On dit jamais deux sans trois et c'est en s'appuyant sur ce principe que notre bon vieux Freud élabora le concept du "surmoi" qui complétait le "ça" et le "moi". Cette expression désigne en gros votre perception du bien et du mal à tout les niveaux et est, hourra, le digne héritier du complexe d'Œdipe. Pour celles qui n'étaient pas encore assez gâtées par mère Nature, en voici donc une autre couche bien sympathique. Ce "surmoi" représente donc les limites que l'on se fixe grâce à l'autorité parentale afin d'éviter la frustration perpétuelle en perpétrant encore et encore les mêmes erreurs. Les parents sont donc remplacés à terme par ce policier interne qui nous rappelle à quel point l'erreur est douloureuse, la frustration désagréable.
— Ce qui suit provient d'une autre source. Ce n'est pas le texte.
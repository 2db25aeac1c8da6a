//! Helper macro for declaring port error enums with snake_case constructors.

/// Declare a `thiserror` enum whose struct variants get a constructor named
/// after the variant, accepting `impl Into<T>` for every field.
///
/// ```ignore
/// define_port_error! {
///     pub enum StoreError {
///         Connection { message: String } => "connection failed: {message}",
///     }
/// }
/// let err = StoreError::connection("refused");
/// ```
macro_rules! define_port_error {
    (
        $(#[$outer:meta])*
        pub enum $name:ident {
            $(
                $(#[$variant_meta:meta])*
                $variant:ident { $($field:ident : $ty:ty),* $(,)? } => $message:expr
            ),* $(,)?
        }
    ) => {
        $(#[$outer])*
        #[derive(Debug, Clone, PartialEq, Eq, thiserror::Error)]
        pub enum $name {
            $(
                $(#[$variant_meta])*
                #[error($message)]
                $variant { $($field: $ty),* },
            )*
        }

        impl $name {
            $(
                ::paste::paste! {
                    #[doc = concat!("Construct [`", stringify!($name), "::", stringify!($variant), "`].")]
                    pub fn [<$variant:snake>]($($field: impl Into<$ty>),*) -> Self {
                        Self::$variant { $($field: $field.into()),* }
                    }
                }
            )*
        }
    };
}

pub(crate) use define_port_error;

#[cfg(test)]
mod tests {
    define_port_error! {
        pub enum SamplePortError {
            Lost { message: String } => "lost: {message}",
            Clash { acc_id: i64, message: String } => "clash on {acc_id}: {message}",
        }
    }

    #[test]
    fn constructor_accepts_str() {
        assert_eq!(SamplePortError::lost("socket").to_string(), "lost: socket");
    }

    #[test]
    fn constructor_keeps_field_order() {
        let err = SamplePortError::clash(3_i64, "taken");
        assert_eq!(err.to_string(), "clash on 3: taken");
    }
}
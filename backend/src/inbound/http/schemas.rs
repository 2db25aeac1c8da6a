//! OpenAPI schema definitions for domain types.
//!
//! Domain types do not derive `ToSchema`; these mirrors carry the wire shape
//! for documentation only.

use utoipa::ToSchema;

/// OpenAPI schema for [`crate::domain::ErrorCode`].
#[derive(ToSchema)]
#[schema(as = ErrorCode)]
pub enum ErrorCodeSchema {
    /// Malformed request or missing fields.
    #[schema(rename = "invalid_request")]
    InvalidRequest,
    /// Caller does not own the listing.
    #[schema(rename = "not_owner")]
    NotOwner,
    /// No session.
    #[schema(rename = "unauthorized")]
    Unauthorized,
    /// Listing does not exist.
    #[schema(rename = "not_found")]
    NotFound,
    /// Backing store unreachable.
    #[schema(rename = "service_unavailable")]
    ServiceUnavailable,
    /// Unexpected server failure.
    #[schema(rename = "internal_error")]
    InternalError,
}

/// OpenAPI schema for [`crate::domain::Error`].
#[derive(ToSchema)]
#[schema(as = Error, rename_all = "camelCase")]
#[expect(dead_code, reason = "used only for OpenAPI schema generation")]
pub struct ErrorSchema {
    /// Stable machine-readable code.
    #[schema(example = "invalid_request")]
    code: ErrorCodeSchema,
    /// Message shown to users.
    #[schema(rename = "errorMessage", example = "작성란을 모두 입력해주세요.")]
    message: String,
    /// Correlation id, also sent as the `trace-id` header.
    #[schema(example = "6f1c0a52-3a43-4c8e-9a55-2d1b6f0e9d11")]
    trace_id: Option<String>,
    /// Extra context, such as `missingFields`.
    details: Option<serde_json::Value>,
}
//! Login credentials exchanged for a session identity.

use std::fmt;

use zeroize::Zeroizing;

/// Reasons a login payload is rejected before any lookup happens.
#[derive(Debug, Clone, Copy, PartialEq, Eq)]
pub enum LoginValidationError {
    /// Username missing or blank once trimmed.
    EmptyUsername,
    /// Password missing.
    EmptyPassword,
}

impl fmt::Display for LoginValidationError {
    fn fmt(&self, f: &mut fmt::Formatter<'_>) -> fmt::Result {
        match self {
            Self::EmptyUsername => f.write_str("username must not be empty"),
            Self::EmptyPassword => f.write_str("password must not be empty"),
        }
    }
}

impl std::error::Error for LoginValidationError {}

/// Username and password pair. The password buffer is wiped on drop.
#[derive(Debug, Clone, PartialEq, Eq)]
pub struct LoginCredentials {
    username: String,
    password: Zeroizing<String>,
}

impl LoginCredentials {
    /// Validate raw inputs; the username is trimmed, the password kept verbatim.
    pub fn try_from_parts(username: &str, password: &str) -> Result<Self, LoginValidationError> {
        let username = username.trim();
        if username.is_empty() {
            return Err(LoginValidationError::EmptyUsername);
        }
        if password.is_empty() {
            return Err(LoginValidationError::EmptyPassword);
        }
        Ok(Self {
            username: username.to_owned(),
            password: Zeroizing::new(password.to_owned()),
        })
    }

    /// Trimmed username.
    #[must_use]
    pub fn username(&self) -> &str {
        &self.username
    }

    /// Password as supplied.
    #[must_use]
    pub fn password(&self) -> &str {
        &self.password
    }
}

#[cfg(test)]
mod tests {
    use super::*;
    use rstest::rstest;

    #[rstest]
    #[case("", "pw", LoginValidationError::EmptyUsername)]
    #[case("  ", "pw", LoginValidationError::EmptyUsername)]
    #[case("host", "", LoginValidationError::EmptyPassword)]
    fn rejects_blank_parts(
        #[case] username: &str,
        #[case] password: &str,
        #[case] expected: LoginValidationError,
    ) {
        let err = LoginCredentials::try_from_parts(username, password).expect_err("invalid");
        assert_eq!(err, expected);
    }

    #[test]
    fn trims_username_only() {
        let creds = LoginCredentials::try_from_parts("  host ", " pw ").expect("valid");
        assert_eq!(creds.username(), "host");
        assert_eq!(creds.password(), " pw ");
    }
}
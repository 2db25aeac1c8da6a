//! Liveness and readiness probes.

use std::sync::atomic::{AtomicBool, Ordering};

use actix_web::{HttpResponse, get, http::header, web};

/// Probe flags shared between the server bootstrap and the handlers.
///
/// Starts live but not ready; the bootstrap marks it ready once the
/// adapters are built and migrations have run.
#[derive(Debug)]
pub struct HealthState {
    ready: AtomicBool,
    live: AtomicBool,
}

impl Default for HealthState {
    fn default() -> Self {
        Self {
            ready: AtomicBool::new(false),
            live: AtomicBool::new(true),
        }
    }
}

impl HealthState {
    /// Live, not yet ready.
    pub fn new() -> Self {
        Self::default()
    }

    /// Accept traffic.
    pub fn mark_ready(&self) {
        self.ready.store(true, Ordering::Release);
    }

    /// Fail liveness so orchestrators stop routing during shutdown.
    pub fn mark_unhealthy(&self) {
        self.live.store(false, Ordering::Release);
    }

    /// Readiness flag.
    pub fn is_ready(&self) -> bool {
        self.ready.load(Ordering::Acquire)
    }

    /// Liveness flag.
    pub fn is_alive(&self) -> bool {
        self.live.load(Ordering::Acquire)
    }
}

fn probe_response(ok: bool) -> HttpResponse {
    let mut response = if ok {
        HttpResponse::Ok()
    } else {
        HttpResponse::ServiceUnavailable()
    };
    response
        .insert_header((header::CACHE_CONTROL, "no-store"))
        .finish()
}

/// Readiness probe.
#[utoipa::path(
    get,
    path = "/health/ready",
    tags = ["health"],
    security([]),
    responses(
        (status = 200, description = "Ready to handle traffic"),
        (status = 503, description = "Not ready")
    )
)]
#[get("/health/ready")]
pub async fn ready(state: web::Data<HealthState>) -> HttpResponse {
    probe_response(state.is_ready())
}

/// Liveness probe.
#[utoipa::path(
    get,
    path = "/health/live",
    tags = ["health"],
    security([]),
    responses(
        (status = 200, description = "Alive"),
        (status = 503, description = "Shutting down")
    )
)]
#[get("/health/live")]
pub async fn live(state: web::Data<HealthState>) -> HttpResponse {
    probe_response(state.is_alive())
}

#[cfg(test)]
mod tests {
    use super::*;
    use actix_web::http::StatusCode;
    use actix_web::{App, test};

    async fn probe(state: web::Data<HealthState>, uri: &str) -> StatusCode {
        let app = test::init_service(App::new().app_data(state).service(ready).service(live)).await;
        test::call_service(&app, test::TestRequest::get().uri(uri).to_request())
            .await
            .status()
    }

    #[actix_web::test]
    async fn readiness_follows_mark_ready() {
        let state = web::Data::new(HealthState::new());
        assert_eq!(
            probe(state.clone(), "/health/ready").await,
            StatusCode::SERVICE_UNAVAILABLE
        );
        state.mark_ready();
        assert_eq!(probe(state, "/health/ready").await, StatusCode::OK);
    }

    #[actix_web::test]
    async fn liveness_fails_after_mark_unhealthy() {
        let state = web::Data::new(HealthState::new());
        assert_eq!(probe(state.clone(), "/health/live").await, StatusCode::OK);
        state.mark_unhealthy();
        assert_eq!(
            probe(state, "/health/live").await,
            StatusCode::SERVICE_UNAVAILABLE
        );
    }
}
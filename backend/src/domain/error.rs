//! Domain-level error type shared by services and inbound adapters.
//!
//! Errors are transport agnostic. The HTTP adapter maps [`ErrorCode`] to a
//! status code and serialises the payload as
//! `{"code", "errorMessage", "traceId"?, "details"?}`.

use serde::{Deserialize, Serialize};
use serde_json::Value;

use super::TraceId;

/// Stable machine-readable failure category.
#[derive(Debug, Clone, Copy, PartialEq, Eq, Hash, Serialize, Deserialize)]
#[non_exhaustive]
#[serde(rename_all = "snake_case")]
pub enum ErrorCode {
    /// The request is malformed or a required field is missing.
    InvalidRequest,
    /// The caller is authenticated but does not own the record.
    NotOwner,
    /// No caller identity was resolved.
    Unauthorized,
    /// The addressed record does not exist.
    NotFound,
    /// A backing store could not be reached.
    ServiceUnavailable,
    /// Anything else.
    InternalError,
}

/// Error payload returned by domain services.
///
/// # Examples
/// ```
/// use lodging_backend::domain::{Error, ErrorCode};
///
/// let err = Error::not_found("accommodation not found");
/// assert_eq!(err.code(), ErrorCode::NotFound);
/// assert_eq!(err.message(), "accommodation not found");
/// ```
#[derive(Debug, Clone, PartialEq, Serialize, Deserialize)]
#[serde(rename_all = "camelCase")]
pub struct Error {
    code: ErrorCode,
    #[serde(rename = "errorMessage")]
    message: String,
    #[serde(default, skip_serializing_if = "Option::is_none")]
    trace_id: Option<String>,
    #[serde(default, skip_serializing_if = "Option::is_none")]
    details: Option<Value>,
}

impl Error {
    /// Build an error, capturing the trace identifier in scope.
    pub fn new(code: ErrorCode, message: impl Into<String>) -> Self {
        Self {
            code,
            message: message.into(),
            trace_id: TraceId::current().map(|id| id.to_string()),
            details: None,
        }
    }

    /// Failure category.
    #[must_use]
    pub fn code(&self) -> ErrorCode {
        self.code
    }

    /// Human-readable message shown to clients.
    #[must_use]
    pub fn message(&self) -> &str {
        &self.message
    }

    /// Correlation identifier, when the error was raised inside a request.
    #[must_use]
    pub fn trace_id(&self) -> Option<&str> {
        self.trace_id.as_deref()
    }

    /// Structured context such as the list of missing fields.
    #[must_use]
    pub fn details(&self) -> Option<&Value> {
        self.details.as_ref()
    }

    /// Override the captured trace identifier.
    #[must_use]
    pub fn with_trace_id(mut self, id: impl Into<String>) -> Self {
        self.trace_id = Some(id.into());
        self
    }

    /// Attach structured details.
    ///
    /// ```
    /// use lodging_backend::domain::Error;
    /// use serde_json::json;
    ///
    /// let err = Error::invalid_request("bad").with_details(json!({ "field": "accId" }));
    /// assert!(err.details().is_some());
    /// ```
    #[must_use]
    pub fn with_details(mut self, details: Value) -> Self {
        self.details = Some(details);
        self
    }

    /// [`ErrorCode::InvalidRequest`].
    pub fn invalid_request(message: impl Into<String>) -> Self {
        Self::new(ErrorCode::InvalidRequest, message)
    }

    /// [`ErrorCode::NotOwner`].
    pub fn not_owner(message: impl Into<String>) -> Self {
        Self::new(ErrorCode::NotOwner, message)
    }

    /// [`ErrorCode::Unauthorized`].
    pub fn unauthorized(message: impl Into<String>) -> Self {
        Self::new(ErrorCode::Unauthorized, message)
    }

    /// [`ErrorCode::NotFound`].
    pub fn not_found(message: impl Into<String>) -> Self {
        Self::new(ErrorCode::NotFound, message)
    }

    /// [`ErrorCode::ServiceUnavailable`].
    pub fn service_unavailable(message: impl Into<String>) -> Self {
        Self::new(ErrorCode::ServiceUnavailable, message)
    }

    /// [`ErrorCode::InternalError`].
    pub fn internal(message: impl Into<String>) -> Self {
        Self::new(ErrorCode::InternalError, message)
    }
}

impl std::fmt::Display for Error {
    fn fmt(&self, f: &mut std::fmt::Formatter<'_>) -> std::fmt::Result {
        f.write_str(&self.message)
    }
}

impl std::error::Error for Error {}

#[cfg(test)]
mod tests;
//! Driving port that turns credentials into a caller identity.

use async_trait::async_trait;

use crate::domain::{Error, LoginCredentials, UserId};

/// Authenticate credentials and return the matching user.
#[cfg_attr(test, mockall::automock)]
#[async_trait]
pub trait LoginService: Send + Sync {
    /// Resolve `credentials` to a [`UserId`] or fail with `unauthorized`.
    async fn authenticate(&self, credentials: &LoginCredentials) -> Result<UserId, Error>;
}

/// Username accepted by [`FixtureLoginService`].
pub const FIXTURE_USERNAME: &str = "admin";
/// Password accepted by [`FixtureLoginService`].
pub const FIXTURE_PASSWORD: &str = "password";
/// Identity returned by [`FixtureLoginService`].
pub const FIXTURE_USER_ID: &str = "123e4567-e89b-12d3-a456-426614174000";

/// Fixed-credential login used until a credential store is wired in.
#[derive(Debug, Default, Clone, Copy)]
pub struct FixtureLoginService;

#[async_trait]
impl LoginService for FixtureLoginService {
    async fn authenticate(&self, credentials: &LoginCredentials) -> Result<UserId, Error> {
        if credentials.username() != FIXTURE_USERNAME || credentials.password() != FIXTURE_PASSWORD
        {
            return Err(Error::unauthorized("invalid credentials"));
        }
        UserId::new(FIXTURE_USER_ID)
            .map_err(|err| Error::internal(format!("invalid fixture user id: {err}")))
    }
}
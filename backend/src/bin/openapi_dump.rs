//! Print the OpenAPI document as JSON or YAML.
//!
//! ```sh
//! cargo run --manifest-path backend/Cargo.toml --bin openapi-dump -- --format yaml
//! ```

use std::fs;
use std::path::PathBuf;

use clap::{Parser, ValueEnum};
use color_eyre::eyre::{Context, Result};
use lodging_backend::doc::ApiDoc;
use utoipa::OpenApi;

#[derive(Debug, Clone, Copy, Default, ValueEnum)]
enum Format {
    #[default]
    Json,
    Yaml,
}

/// `openapi-dump` command arguments.
#[derive(Debug, Parser)]
#[command(name = "openapi-dump", about = "Print the lodging API OpenAPI document", version)]
struct CliArgs {
    /// Output encoding.
    #[arg(long, value_enum, default_value_t = Format::Json)]
    format: Format,
    /// Write to a file instead of stdout.
    #[arg(long, value_name = "path")]
    output: Option<PathBuf>,
}

fn render(format: Format) -> Result<String> {
    let doc = ApiDoc::openapi();
    let rendered = match format {
        Format::Json => doc.to_pretty_json()?,
        Format::Yaml => doc.to_yaml()?,
    };
    Ok(rendered)
}

#[expect(clippy::print_stdout, reason = "the document is the program's output")]
fn main() -> Result<()> {
    color_eyre::install()?;
    let args = CliArgs::parse();
    let rendered = render(args.format)?;
    match args.output {
        Some(path) => fs::write(&path, rendered)
            .wrap_err_with(|| format!("failed to write {}", path.display()))?,
        None => println!("{rendered}"),
    }
    Ok(())
}
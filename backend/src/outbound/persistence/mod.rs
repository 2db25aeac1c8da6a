//! PostgreSQL persistence adapters.
//!
//! Adapters translate between Diesel rows (`models`) and domain types; no
//! business rules live here. Connections come from a `bb8` pool driven by
//! `diesel-async`.
//!
//! ```ignore
//! use lodging_backend::outbound::persistence::{
//!     DbPool, DieselAccommodationRepository, PoolConfig,
//! };
//!
//! let pool = DbPool::new(PoolConfig::new("postgres://localhost/lodging")).await?;
//! let repository = DieselAccommodationRepository::new(pool);
//! ```

mod diesel_accommodation_repository;
mod diesel_image_catalogue;
mod diesel_sequence_allocator;
mod error_mapping;
mod migrations;
mod models;
mod pool;
mod schema;

pub use diesel_accommodation_repository::DieselAccommodationRepository;
pub use diesel_image_catalogue::DieselImageCatalogue;
pub use diesel_sequence_allocator::DieselSequenceAllocator;
pub use migrations::{MIGRATIONS, MigrationError, run_pending_migrations};
pub use pool::{DbPool, PoolConfig, PoolError};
Lors de ma séance "psy" du jour, mon bon Dr F. m'a expliqué que j'étais donc sujette à un "surmoi" un peu trop zélé, trop présent tant quantitativement que qualitativement. Ce dérèglement qui m'impose une immensifique attente de ma personne viendrait d'une trop grosse différence d'éducation dans ma prime jeunesse. Pour faire court je me prends la tête pour rien et me dévalorise pour tout. Partant du principe que résoudre cette névrose va prendre quelques décennies, j'imagine déjà un futur où cette analyse hebdomadaire me serait rendue inutile par l'absorption d'une pilule miracle. Elle me ferait accepter mes complexes, m'autoriserait à créer sans limite, à être moins sévère avec moi mais aussi avec mes proches, éviterait les esclandres de type conjugale quand je me sens acculer (oui acculer!), finit les scénarios hollywoodiens, les souffrances inutiles. Bref, ma vie serait un papillon de lumière sous acide, mes enfants n'hériteraient d'aucune névrose et je vivrais paisiblement sans remise en question incessante.
Dans ce futur pas si lointain on pourrait aussi prendre des spécimens rencontrés dans une télé crochet où l'on se rend compte que certaines personnes manque cruellement de "surmoi". Il serait donc envisageable, non plus de se soigner par voie médicamenteuse mais de penser à une greffe. Afin d'éviter le rejet, le patient serait soumis à une posologie stricte de doses de remise en question à prendre matin, midi et soir. Il va de soi que ce genre de thérapie à une faille et nous manquerions particulièrement d'humour et bêtisier tout au long de ces émissions. Mais les avancées scientifiques ne se font pas sans casser des oeufs. Je pourrais donc sacrifier mon côté vil et moqueur à des fins altruistes et me contenter d'une bonne blague belge, avoir une discussion avec certaines lilloises, sniffer les Pampers de mes gnomes, ouvrir un Voici et reluquer les fesses tombantes des sexagénaires.
Cela n'étant pas encore d'actualité nous allons encore pouvoir profiter longtemps de mes névroses sur ce blog et je vous vois venir avec vos gros sabots bande de filles accros au Chat: Pas de boycott de la science! Il en va de ma santé mentale mais aussi du bien de la planète. Imaginer une Terre sans égo surdimensionné, sans informaticiens boutonneux encore puceaux à 45 ans, sans pétasse peroxydée au volant d'une berline ultra chère qui vous coupe la route sous prétexte qu'elle est trop bonne pour attendre, sans père nombriliste qui vous ruine votre objectivité. Un "surmoi" normal, comprenant les nuances de la loi pour le bien d'autrui, digérant rapidement les défauts pour mettre en avant les qualités, personne pour ruiner la vie des autres, tout le monde aurait sa chance d'être bien dans sa peau. Certes le manque de frustration psychologique que certains artistes s'infligent risquerait de faire disparaitre le génie et le dépassement de soi de quelques personnalités dérangées. Mais sérieux, avons nous vraiment besoin des tableaux de Van Gogh? Des génies bien dans leur peau ne pourraient-ils pas voir le jour? Est-ce que le grand Léonard ou le lyrique Serj Tankian ne seraient-ils pas aussi sévèrement incroyable sans leur dose d'auto-critique?
Peut-être que ce monde serait effectivement sans saveur si nous étions tous heureux comme des petits poneys à la crinière barbapapa. Peut-être que les névroses de chacun font un monde plus haut en couleur. Mais les fourmis, véritables maîtresses du monde avec leurs incroyables mégalopoles n'ont pas d'égo, elles unissent leurs petites antennes pour le bien d'une société sans se soucier de l'individualité, un peu comme le souhaitait Marx avec son communisme originel. Malheureusement la nature humaine est telle que chacun voudra encore et encore tirer son épingle de jeu et ruiner les espoirs de la masse.
Je vais donc savourer mon égoïsme, travailler paisiblement à l'équilibre de mon auto-critique et que mon voisin qui joue de la perceuse le dimanche matin aille se faire foutre.